I highly recommend this engaging account, but I am compelled to also offer a few caveats. First, the actual target of the labor law battles and coalition campaigns—public employment—lacks a clear-cut boundary and an instructive definition. The author generally refers throughout the seven chapters to sectorial categories or professional groups of public employees—the teachers, the police, the firefighters, the local employees—neglecting to disambiguate the object under investigation. A precise definition of their professionalisms and job profiles as well as their sectors of occupation might have enriched the analysis in terms of clarity and completeness, but, perhaps more important, a detailed quantification of the workers potentially subject to collective bargaining rights would have added value for the whole reflection. Such aspects are even more significant in light of the differentiated outcomes emerging in the two case studies, in which two categories of public employees were at stake, specifically police officers and firefighters (included in Ohio and not in Wisconsin).
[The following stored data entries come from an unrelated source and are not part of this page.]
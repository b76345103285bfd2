//! Presentation-layer seam
//!
//! The simulation talks to its host (HUD, DOM, scene) only through this
//! trait; it is injected at the tick entry points and never looked up
//! dynamically. All calls are synchronous fire-and-forget: no return value
//! is consumed by the core.

use super::state::WorldState;

/// Callbacks the core invokes on the presentation layer.
///
/// Damage application is not part of this trait: it is the orchestrator's
/// own [`apply_damage`](super::tick::apply_damage) entry point, called
/// directly by the physics and obstacle passes.
pub trait Host {
    /// Refresh the HUD from the current state. Must not mutate state.
    fn update_ui(&mut self, state: &WorldState);
    /// Show a transient message. `color` is a CSS-style hex string; `None`
    /// means the host's default accent.
    fn trigger_notification(&mut self, text: &str, color: Option<&str>);
    /// Screen pulse cue for the dynamite countdown/boom
    fn trigger_dynamite_flash(&mut self);
    /// Impact cue. The core sets and decays the shake intensity itself;
    /// this only informs the host.
    fn shake_camera(&mut self);
    /// The run has ended; game-state is already `GameOver` when this fires.
    fn game_over(&mut self, state: &WorldState);
}

/// Host that ignores every callback
#[derive(Debug, Default)]
pub struct NullHost;

impl Host for NullHost {
    fn update_ui(&mut self, _state: &WorldState) {}
    fn trigger_notification(&mut self, _text: &str, _color: Option<&str>) {}
    fn trigger_dynamite_flash(&mut self) {}
    fn shake_camera(&mut self) {}
    fn game_over(&mut self, _state: &WorldState) {}
}

/// Test double that records every callback
#[cfg(test)]
#[derive(Debug, Default)]
pub struct RecordingHost {
    pub notifications: Vec<(String, Option<String>)>,
    pub ui_updates: usize,
    pub flashes: usize,
    pub shakes: usize,
    pub game_overs: usize,
}

#[cfg(test)]
impl RecordingHost {
    pub fn notified(&self, text: &str) -> usize {
        self.notifications.iter().filter(|(t, _)| t == text).count()
    }
}

#[cfg(test)]
impl Host for RecordingHost {
    fn update_ui(&mut self, _state: &WorldState) {
        self.ui_updates += 1;
    }

    fn trigger_notification(&mut self, text: &str, color: Option<&str>) {
        self.notifications
            .push((text.to_string(), color.map(str::to_string)));
    }

    fn trigger_dynamite_flash(&mut self) {
        self.flashes += 1;
    }

    fn shake_camera(&mut self) {
        self.shakes += 1;
    }

    fn game_over(&mut self, _state: &WorldState) {
        self.game_overs += 1;
    }
}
Second, the empirical findings elucidated by the author, overall, benefit from the interplay between the institutional dimensions mediating the policymaking processes and the agency of the actors involved, with the former offering ad hoc constraints and opportunities to the strategic actions that drove the latter. Nonetheless, such interchange from both an empirical and a theoretical perspective suffers from a limited focus, often hasty, which conversely could strengthen the main results of the book. To exemplify, one of the blurry findings emerging in this respect: Is it actually the configuration of partisanship and coalition-building playing a different role in the two phases of expansion and restriction of collective bargaining rights in the two case studies? Or might the interplay between partisanship and the Great Recession that busted in between the two phases have mediated the dissimilar outcomes? The interrelations are not adequately considered.
A final limitation of the book is the temporal development of the empirical investigation. Public employees win their collective bargaining rights before the 2008–09 financial crisis and lose them in the aftermath. Analogous developments occurred in the European public sectors, where restrictions or freezing to collective bargaining rights were inflicted on the personnel within the wider austerity manifestos to contain public debt. Yet Wells concludes that restricting collective bargaining rights in the public sector is not necessary to control state and local budget deficits. This conclusion, which is interestingly counterintuitive, is not fully convincing given that the actual impact of these policies on public-sector wages, and accordingly on state budgetary levels, is out of the scope of the analysis, as clarified by Wells. Nevertheless, a quantitative evaluation of the economic effort for public finances ensuing the expansion of collective bargaining rights and its path-dependent repercussions—in terms of personnel labor cost—would have reinforced the results.